* **EXERCISE**: Copy out the entries below precisely; nothing is to be omitted.

* **INFORMATION SUPPLIED**:
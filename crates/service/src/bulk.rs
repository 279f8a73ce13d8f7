//! Bulk operation orchestrator.
//!
//! Sub-operations are isolated: each is applied as its own result value and a
//! failure never unwinds the batch loop. The batch emits a single aggregate
//! audit entry after all items are processed.

use serde::{Deserialize, Serialize};
use serde_json::{json, Value};
use tracing::error;

use rules_core::{AuditAction, AuditEntry, Error, Result, RuleInput};

use crate::audit::AuditService;
use crate::rules::RuleService;

/// Batch size bound, enforced at the request boundary.
pub const MAX_BULK_OPERATIONS: usize = 100;

/// One submitted sub-operation. `operation` and `data` stay loosely typed so
/// a malformed item fails on its own instead of rejecting the whole batch.
#[derive(Debug, Clone, Serialize, Deserialize)]
pub struct BulkOperation {
    #[serde(default)]
    pub operation: String,
    #[serde(default)]
    pub data: Value,
    #[serde(default, skip_serializing_if = "Option::is_none")]
    pub rule_name: Option<String>,
}

/// Outcome of one applied sub-operation.
#[derive(Debug, Clone, Serialize)]
pub struct BulkItemResult {
    pub action: String,
    pub rule_name: String,
    pub status: String,
}

#[derive(Debug, Clone, Serialize)]
pub struct BulkSuccess {
    pub index: usize,
    pub operation: BulkOperation,
    pub result: BulkItemResult,
}

#[derive(Debug, Clone, Serialize)]
pub struct BulkFailure {
    pub index: usize,
    pub operation: BulkOperation,
    pub error: String,
}

/// Aggregated batch outcome; not persisted, only summarized to the audit
/// trail.
#[derive(Debug, Clone, Serialize)]
pub struct BulkReport {
    pub total: usize,
    pub success_count: usize,
    pub failure_count: usize,
    pub successful: Vec<BulkSuccess>,
    pub failed: Vec<BulkFailure>,
}

impl BulkReport {
    pub fn all_succeeded(&self) -> bool {
        self.failure_count == 0
    }

    pub fn all_failed(&self) -> bool {
        self.success_count == 0
    }
}

/// Drives a sequence of create/update/delete sub-operations against the rule
/// service.
#[derive(Clone)]
pub struct BulkOperationService {
    rules: RuleService,
    audit: AuditService,
}

impl BulkOperationService {
    pub fn new(rules: RuleService, audit: AuditService) -> Self {
        Self { rules, audit }
    }

    /// Process operations in input order, isolating per-item failures, then
    /// emit one aggregate audit entry for the batch.
    pub async fn process(
        &self,
        tenant_id: &str,
        operations: Vec<BulkOperation>,
        user_id: &str,
    ) -> BulkReport {
        let mut report = BulkReport {
            total: operations.len(),
            success_count: 0,
            failure_count: 0,
            successful: Vec::new(),
            failed: Vec::new(),
        };

        for (index, operation) in operations.into_iter().enumerate() {
            match self.apply_one(tenant_id, &operation).await {
                Ok(result) => {
                    report.success_count += 1;
                    report.successful.push(BulkSuccess {
                        index,
                        operation,
                        result,
                    });
                }
                Err(err) => {
                    error!(tenant_id, index, error = %err, "Bulk operation failed");
                    report.failure_count += 1;
                    report.failed.push(BulkFailure {
                        index,
                        operation,
                        error: err.to_string(),
                    });
                }
            }
        }

        // Batches always audit as bulk_create regardless of the operation mix.
        let entry = AuditEntry::new(tenant_id, AuditAction::BulkCreate, "bulk_operations", user_id)
            .with_data(json!({
                "total_operations": report.total,
                "successful": report.success_count,
                "failed": report.failure_count,
            }));
        self.audit.record(entry).await;

        report
    }

    async fn apply_one(&self, tenant_id: &str, op: &BulkOperation) -> Result<BulkItemResult> {
        match op.operation.to_lowercase().as_str() {
            "create" => {
                let input = parse_rule_input(&op.data)?;
                let rule = self.rules.create_rule(tenant_id, input).await?;
                Ok(item_result("create", rule.name))
            }
            "update" => {
                let name = resolve_rule_name(op, "update")?;
                let input = parse_rule_input(&op.data)?;
                let rule = self.rules.update_rule(tenant_id, &name, input).await?;
                Ok(item_result("update", rule.name))
            }
            "delete" => {
                let name = resolve_rule_name(op, "delete")?;
                self.rules.delete_rule(tenant_id, &name).await?;
                Ok(item_result("delete", name))
            }
            other => Err(Error::validation(format!("unknown operation type: '{other}'"))),
        }
    }
}

fn item_result(action: &str, rule_name: String) -> BulkItemResult {
    BulkItemResult {
        action: action.to_string(),
        rule_name,
        status: "success".to_string(),
    }
}

fn parse_rule_input(data: &Value) -> Result<RuleInput> {
    serde_json::from_value(data.clone()).map_err(|e| Error::validation(e.to_string()))
}

/// `rule_name` wins, falling back to `data.name`.
fn resolve_rule_name(op: &BulkOperation, action: &str) -> Result<String> {
    op.rule_name
        .clone()
        .or_else(|| op.data.get("name").and_then(Value::as_str).map(str::to_string))
        .ok_or_else(|| Error::validation(format!("rule name is required for {action} operation")))
}
//! Semantic version parsing and range matching
//!
//! This crate parses `MAJOR.MINOR.PATCH[-PRE][+BUILD]` versions and npm-style
//! range expressions (`>=1.2.3 <2`, `1.2.x`, `~1.2`, `^0.3`, `1 - 2.3`,
//! `a || b`) and decides whether a version satisfies a range. Ordering only
//! looks at major, minor and patch; pre-release and build labels are carried
//! along but never compared.
//!
//! ```
//! let version = semrange::parse_version("1.5.0").unwrap();
//! let range = semrange::parse_range(">1 <2").unwrap();
//! assert!(semrange::satisfies(&version, &range));
//! assert_eq!(semrange::parse_range("~1.2.3").unwrap().to_string(), ">=1.2.3 <1.3.0");
//! ```

mod classify;
mod compare;
mod error;
pub mod range;
mod range_parser;
mod semver;
mod version;
mod version_parser;

pub use classify::{
    is_alpha, is_digit, is_lower_letter, is_operator_symbol, is_upper_letter, is_wildcard,
};
pub use compare::compare;
pub use error::{Error, ParseFailure, Result};
pub use range::{satisfies, Comparator, ComparatorSet, Range, RangeOperator};
pub use range_parser::parse_range;
pub use semver::Semver;
pub use version::{KnownPrefix, Precision, Version};
pub use version_parser::parse_version;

* **EXERCISE SOLUTION**:
filename crates/service/src/bulk.rs
repository 279f8a73ce13d8f7
//! Bulk operation orchestrator.
//!
//! Sub-operations are isolated: each is applied as its own result value and a
//! failure never unwinds the batch loop. The batch emits a single aggregate
//! audit entry after all items are processed.

use serde::{Deserialize, Serialize};
use serde_json::{json, Value};
use tracing::error;

use rules_core::{AuditAction, AuditEntry, Error, Result, RuleInput};

use crate::audit::AuditService;
use crate::rules::RuleService;

/// Batch size bound, enforced at the request boundary.
pub const MAX_BULK_OPERATIONS: usize = 100;

/// One submitted sub-operation. `operation` and `data` stay loosely typed so
/// a malformed item fails on its own instead of rejecting the whole batch.
#[derive(Debug, Clone, Serialize, Deserialize)]
pub struct BulkOperation {
    #[serde(default)]
    pub operation: String,
    #[serde(default)]
    pub data: Value,
    #[serde(default, skip_serializing_if = "Option::is_none")]
    pub rule_name: Option<String>,
}

/// Outcome of one applied sub-operation.
#[derive(Debug, Clone, Serialize)]
pub struct BulkItemResult {
    pub action: String,
    pub rule_name: String,
    pub status: String,
}

#[derive(Debug, Clone, Serialize)]
pub struct BulkSuccess {
    pub index: usize,
    pub operation: BulkOperation,
    pub result: BulkItemResult,
}

#[derive(Debug, Clone, Serialize)]
pub struct BulkFailure {
    pub index: usize,
    pub operation: BulkOperation,
    pub error: String,
}

/// Aggregated batch outcome; not persisted, only summarized to the audit
/// trail.
#[derive(Debug, Clone, Serialize)]
pub struct BulkReport {
    pub total: usize,
    pub success_count: usize,
    pub failure_count: usize,
    pub successful: Vec<BulkSuccess>,
    pub failed: Vec<BulkFailure>,
}

impl BulkReport {
    pub fn all_succeeded(&self) -> bool {
        self.failure_count == 0
    }

    pub fn all_failed(&self) -> bool {
        self.success_count == 0
    }
}

/// Drives a sequence of create/update/delete sub-operations against the rule
/// service.
#[derive(Clone)]
pub struct BulkOperationService {
    rules: RuleService,
    audit: AuditService,
}

impl BulkOperationService {
    pub fn new(rules: RuleService, audit: AuditService) -> Self {
        Self { rules, audit }
    }

    /// Process operations in input order, isolating per-item failures, then
    /// emit one aggregate audit entry for the batch.
    pub async fn process(
        &self,
        tenant_id: &str,
        operations: Vec<BulkOperation>,
        user_id: &str,
    ) -> BulkReport {
        let mut report = BulkReport {
            total: operations.len(),
            success_count: 0,
            failure_count: 0,
            successful: Vec::new(),
            failed: Vec::new(),
        };

        for (index, operation) in operations.into_iter().enumerate() {
            match self.apply_one(tenant_id, &operation).await {
                Ok(result) => {
                    report.success_count += 1;
                    report.successful.push(BulkSuccess {
                        index,
                        operation,
                        result,
                    });
                }
                Err(err) => {
                    error!(tenant_id, index, error = %err, "Bulk operation failed");
                    report.failure_count += 1;
                    report.failed.push(BulkFailure {
                        index,
                        operation,
                        error: err.to_string(),
                    });
                }
            }
        }

        // Batches always audit as bulk_create regardless of the operation mix.
        let entry = AuditEntry::new(tenant_id, AuditAction::BulkCreate, "bulk_operations", user_id)
            .with_data(json!({
                "total_operations": report.total,
                "successful": report.success_count,
                "failed": report.failure_count,
            }));
        self.audit.record(entry).await;

        report
    }

    async fn apply_one(&self, tenant_id: &str, op: &BulkOperation) -> Result<BulkItemResult> {
        match op.operation.to_lowercase().as_str() {
            "create" => {
                let input = parse_rule_input(&op.data)?;
                let rule = self.rules.create_rule(tenant_id, input).await?;
                Ok(item_result("create", rule.name))
            }
            "update" => {
                let name = resolve_rule_name(op, "update")?;
                let input = parse_rule_input(&op.data)?;
                let rule = self.rules.update_rule(tenant_id, &name, input).await?;
                Ok(item_result("update", rule.name))
            }
            "delete" => {
                let name = resolve_rule_name(op, "delete")?;
                self.rules.delete_rule(tenant_id, &name).await?;
                Ok(item_result("delete", name))
            }
            other => Err(Error::validation(format!("unknown operation type: '{other}'"))),
        }
    }
}

fn item_result(action: &str, rule_name: String) -> BulkItemResult {
    BulkItemResult {
        action: action.to_string(),
        rule_name,
        status: "success".to_string(),
    }
}

fn parse_rule_input(data: &Value) -> Result<RuleInput> {
    serde_json::from_value(data.clone()).map_err(|e| Error::validation(e.to_string()))
}

/// `rule_name` wins, falling back to `data.name`.
fn resolve_rule_name(op: &BulkOperation, action: &str) -> Result<String> {
    op.rule_name
        .clone()
        .or_else(|| op.data.get("name").and_then(Value::as_str).map(str::to_string))
        .ok_or_else(|| Error::validation(format!("rule name is required for {action} operation")))
}
//! Semantic version parsing and range matching
//!
//! This crate parses `MAJOR.MINOR.PATCH[-PRE][+BUILD]` versions and npm-style
//! range expressions (`>=1.2.3 <2`, `1.2.x`, `~1.2`, `^0.3`, `1 - 2.3`,
//! `a || b`) and decides whether a version satisfies a range. Ordering only
//! looks at major, minor and patch; pre-release and build labels are carried
//! along but never compared.
//!
//! ```
//! let version = semrange::parse_version("1.5.0").unwrap();
//! let range = semrange::parse_range(">1 <2").unwrap();
//! assert!(semrange::satisfies(&version, &range));
//! assert_eq!(semrange::parse_range("~1.2.3").unwrap().to_string(), ">=1.2.3 <1.3.0");
//! ```

mod classify;
mod compare;
mod error;
pub mod range;
mod range_parser;
mod semver;
mod version;
mod version_parser;

pub use classify::{
    is_alpha, is_digit, is_lower_letter, is_operator_symbol, is_upper_letter, is_wildcard,
};
pub use compare::compare;
pub use error::{Error, ParseFailure, Result};
pub use range::{satisfies, Comparator, ComparatorSet, Range, RangeOperator};
pub use range_parser::parse_range;
pub use semver::Semver;
pub use version::{KnownPrefix, Precision, Version};
pub use version_parser::parse_version;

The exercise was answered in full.